BEGIN DATA PROVIDED
use num_bigint::BigUint;
use proptest::prelude::*;
use qf_round::claim::tally_results_batch;
use qf_round::{
    compute_allocations, compute_tally, upload_ranges, FinalizeRequest, FundingRound,
    KeccakFieldCommitment, Message, MessageLog, PubKey, ReplayMode, Replayer, RoundError,
    RoundPhase, SaltSource, TallyData, TallyParams, ALPHA_PRECISION,
};
use std::path::PathBuf;
use std::time::{SystemTime, UNIX_EPOCH};

const MACI: &str = "0x00000000000000000000000000000000000000aa";

fn big(v: u64) -> BigUint {
    BigUint::from(v)
}

fn key(name: &str) -> PubKey {
    PubKey::new(name)
}

fn temp_dir(prefix: &str) -> PathBuf {
    let nanos = SystemTime::now()
        .duration_since(UNIX_EPOCH)
        .unwrap()
        .as_nanos();
    std::env::temp_dir().join(format!("qf_round_{prefix}_{nanos}"))
}

fn tally(log: &MessageLog, recipients: usize, mode: ReplayMode) -> TallyData {
    let mut params = TallyParams::new(MACI, big(1), recipients);
    params.replay_mode = mode;
    compute_tally(log, &params, &SaltSource::from_seed([7; 32]), &KeccakFieldCommitment)
        .unwrap()
        .data
}

fn column(values: &[BigUint]) -> Vec<u64> {
    values
        .iter()
        .map(|v| u64::try_from(v).unwrap())
        .collect()
}

/// Contributor A splits 45/45, retracts recipient 1, then puts all 90 on
/// recipient 2; contributor B puts 40 on recipient 2.
fn end_to_end_log() -> MessageLog {
    let mut log = MessageLog::default();
    log.sign_up(1, key("a"), 90);
    log.sign_up(2, key("b"), 40);
    log.submit_batch(vec![
        Message::vote(1, 1, 1, 45).signed_by(key("a")),
        Message::vote(1, 2, 2, 45).signed_by(key("a")),
        Message::vote(1, 3, 1, 0).signed_by(key("a")),
        Message::vote(1, 4, 2, 90).signed_by(key("a")),
    ]);
    log.submit_batch(vec![Message::vote(2, 1, 2, 40).signed_by(key("b"))]);
    log
}

fn bribe_log() -> MessageLog {
    let mut log = MessageLog::default();
    log.sign_up(1, key("a"), 90);
    log.sign_up(2, key("c"), 40);
    log.submit_batch(vec![
        Message::vote(1, 1, 1, 90).signed_by(key("a")),
        Message::key_change(1, 2, key("junk")).signed_by(key("a")),
    ]);
    log.submit_batch(vec![
        Message::key_change(1, 1, key("b")).signed_by(key("a")),
        Message::vote(1, 2, 1, 0).signed_by(key("b")),
        Message::vote(1, 3, 2, 90).signed_by(key("b")),
    ]);
    log.submit_batch(vec![Message::vote(2, 1, 2, 40).signed_by(key("c"))]);
    log
}

#[test]
fn later_vote_overrides_earlier_one() {
    let mut log = MessageLog::default();
    log.sign_up(1, key("a"), 10);
    log.submit_batch(vec![
        Message::vote(1, 1, 1, 6),
        Message::vote(1, 2, 2, 2),
        Message::vote(1, 3, 1, 2),
    ]);
    let data = tally(&log, 3, ReplayMode::Sequential);
    assert_eq!(column(&data.per_vo_spent_voice_credits.tally), vec![0, 2, 2]);
    assert_eq!(column(&data.results.tally), vec![0, 1, 1]);
    assert_eq!(data.total_spent_voice_credits.spent, big(4));
}

#[test]
fn zero_vote_retracts() {
    let mut log = MessageLog::default();
    log.sign_up(1, key("a"), 50);
    log.submit_batch(vec![Message::vote(1, 1, 1, 50), Message::vote(1, 2, 1, 0)]);
    let data = tally(&log, 2, ReplayMode::Sequential);
    assert_eq!(column(&data.results.tally), vec![0, 0]);
    assert_eq!(column(&data.per_vo_spent_voice_credits.tally), vec![0, 0]);
    assert_eq!(data.total_spent_voice_credits.spent, big(0));
}

#[test]
fn quadratic_votes_sum_roots() {
    let mut log = MessageLog::default();
    log.sign_up(1, key("a"), 25);
    log.sign_up(2, key("b"), 25);
    log.sign_up(3, key("c"), 100);
    log.submit_batch(vec![Message::vote(1, 1, 1, 25)]);
    log.submit_batch(vec![Message::vote(2, 1, 1, 25)]);
    log.submit_batch(vec![Message::vote(3, 1, 2, 100)]);
    let data = tally(&log, 3, ReplayMode::Sequential);
    // 5 + 5, not sqrt(50); one contributor of 100 reaches the same root sum
    assert_eq!(column(&data.results.tally), vec![0, 10, 10]);
    assert_eq!(column(&data.per_vo_spent_voice_credits.tally), vec![0, 50, 100]);

    let factor = big(3);
    let quadratic = compute_allocations(&data, &big(ALPHA_PRECISION), &factor).unwrap();
    assert_eq!(quadratic[1].amount, big(300));
    assert_eq!(quadratic[2].amount, big(300));
    let linear = compute_allocations(&data, &big(0), &factor).unwrap();
    assert_eq!(linear[1].amount, big(150));
    assert_eq!(linear[2].amount, big(300));
    let half = compute_allocations(&data, &big(ALPHA_PRECISION / 2), &factor).unwrap();
    assert_eq!(half[1].amount, big(225));
    assert_eq!(half[2].amount, big(300));
}

#[test]
fn end_to_end_tally_in_both_modes() {
    for mode in [ReplayMode::Sequential, ReplayMode::Verified] {
        let data = tally(&end_to_end_log(), 3, mode);
        assert_eq!(column(&data.per_vo_spent_voice_credits.tally), vec![0, 0, 130], "{mode}");
        assert_eq!(data.total_spent_voice_credits.spent, big(130), "{mode}");
        // isqrt(90) + isqrt(40)
        assert_eq!(column(&data.results.tally), vec![0, 0, 15], "{mode}");
    }
}

#[test]
fn bribed_vote_is_invalidated() {
    for mode in [ReplayMode::Sequential, ReplayMode::Verified] {
        let (votes, _) = Replayer::new(3, mode).replay(&bribe_log()).unwrap();
        let target = votes.user(1).unwrap();
        assert_eq!(target.credits_for(1), big(0), "{mode}");
        assert_eq!(target.credits_for(2), big(90), "{mode}");
        let data = tally(&bribe_log(), 3, mode);
        assert_eq!(column(&data.per_vo_spent_voice_credits.tally), vec![0, 0, 130], "{mode}");
    }
}

#[test]
fn recomputation_is_byte_identical() {
    let log = end_to_end_log();
    let reparsed = MessageLog::from_json_str(&log.to_json_string().unwrap()).unwrap();
    let first = tally(&log, 3, ReplayMode::Sequential);
    let second = tally(&reparsed, 3, ReplayMode::Sequential);
    assert_eq!(first, second);
    assert_eq!(first.checksum().unwrap(), second.checksum().unwrap());
}

#[test]
fn out_of_range_vote_is_excluded_and_reported() {
    let mut log = MessageLog::default();
    log.sign_up(1, key("a"), 20);
    log.submit_batch(vec![Message::vote(1, 1, 1, 9), Message::vote(1, 2, 7, 9)]);
    let params = TallyParams::new(MACI, big(1), 3);
    let outcome =
        compute_tally(&log, &params, &SaltSource::from_seed([7; 32]), &KeccakFieldCommitment)
            .unwrap();
    assert_eq!(outcome.report.excluded.len(), 1);
    assert_eq!(outcome.data.total_spent_voice_credits.spent, big(9));
}

#[test]
fn full_round_with_resumed_upload() {
    let scheme = KeccakFieldCommitment;
    let data = tally(&end_to_end_log(), 3, ReplayMode::Sequential);
    let committed = data.verified_commitments(&scheme).unwrap();

    let dir = temp_dir("lifecycle");
    let state = dir.join("round.json");
    let mut round = FundingRound::new(big(19), big(1), 3, 1).unwrap();
    round.contribute("0xa", big(90)).unwrap();
    round.contribute("0xb", big(40)).unwrap();
    round.close_voting(true).unwrap();
    round.submit_tally(&committed, &data, &scheme).unwrap();
    assert_eq!(round.phase(), RoundPhase::Tallying);

    let ranges = upload_ranges(round.recipient_count(), round.uploaded_count(), 2).unwrap();
    assert_eq!(ranges.len(), 2);
    let first = &ranges[0];
    let batch = tally_results_batch(&data, first.start, first.end - first.start, &scheme).unwrap();
    round.upload_tally_batch(first.start, &batch, &scheme).unwrap();
    round.save(&state).unwrap();

    // a restarted driver picks up where the saved state left off
    let mut round = FundingRound::load(&state).unwrap();
    round.verify_tally_checksum(&data).unwrap();
    let remaining = upload_ranges(round.recipient_count(), round.uploaded_count(), 2).unwrap();
    assert_eq!(remaining.len(), 1);
    for range in remaining {
        let batch =
            tally_results_batch(&data, range.start, range.end - range.start, &scheme).unwrap();
        round.upload_tally_batch(range.start, &batch, &scheme).unwrap();
    }

    let alpha = round
        .finalize(
            FinalizeRequest {
                total_spent: data.total_spent_voice_credits.spent.clone(),
                total_spent_salt: data.total_spent_voice_credits.salt.clone(),
                alpha: None,
            },
            &scheme,
        )
        .unwrap();
    // pool 19 over (225 - 130) excess quadratic weight
    assert_eq!(alpha, big(ALPHA_PRECISION / 5));
    assert_eq!(round.claim(2).unwrap(), big(149));
    assert_eq!(round.claim(1).unwrap(), big(0));
    assert_eq!(round.claim(2), Err(RoundError::AlreadyClaimed(2)));
    std::fs::remove_dir_all(dir).unwrap();
}

#[test]
fn cancelled_round_refunds_contributors() {
    let mut round = FundingRound::new(big(100), big(1), 3, 1).unwrap();
    round.contribute("0xa", big(90)).unwrap();
    round.close_voting(true).unwrap();
    round.cancel().unwrap();
    assert_eq!(round.withdraw("0xa").unwrap(), big(90));
    assert_eq!(
        round.withdraw("0xa"),
        Err(RoundError::AlreadyWithdrawn("0xa".into()))
    );
    assert!(round.claim(1).is_err());
}

proptest! {
    #[test]
    fn linear_spend_sums_to_total(
        votes in prop::collection::vec(
            prop::collection::vec((0usize..4, 0u64..50), 1..6),
            1..5,
        )
    ) {
        let mut log = MessageLog::default();
        for (user, sequence) in votes.iter().enumerate() {
            let state_index = user as u64 + 1;
            log.sign_up(state_index, key("k"), 1_000);
            log.submit_batch(
                sequence
                    .iter()
                    .enumerate()
                    .map(|(i, (recipient, credits))| {
                        Message::vote(state_index, i as u64 + 1, *recipient, *credits)
                    })
                    .collect(),
            );
        }
        let data = tally(&log, 4, ReplayMode::Sequential);
        let linear: BigUint = data.per_vo_spent_voice_credits.tally.iter().sum();
        prop_assert_eq!(linear, data.total_spent_voice_credits.spent.clone());
        prop_assert_eq!(data.clone(), tally(&log, 4, ReplayMode::Sequential));
    }
}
END DATA PROVIDED
• **TASK DESCRIPTION**: All lines above that contain the word "column" are to be copied.

• **TASK RESPONSE**:
fn column(values: &[BigUint]) -> Vec<u64> {
    assert_eq!(column(&data.per_vo_spent_voice_credits.tally), vec![0, 2, 2]);
    assert_eq!(column(&data.results.tally), vec![0, 1, 1]);
    assert_eq!(column(&data.results.tally), vec![0, 0]);
    assert_eq!(column(&data.per_vo_spent_voice_credits.tally), vec![0, 0]);
    assert_eq!(column(&data.results.tally), vec![0, 10, 10]);
    assert_eq!(column(&data.per_vo_spent_voice_credits.tally), vec![0, 50, 100]);
        assert_eq!(column(&data.per_vo_spent_voice_credits.tally), vec![0, 0, 130], "{mode}");
        assert_eq!(column(&data.results.tally), vec![0, 0, 15], "{mode}");
        assert_eq!(column(&data.per_vo_spent_voice_credits.tally), vec![0, 0, 130], "{mode}");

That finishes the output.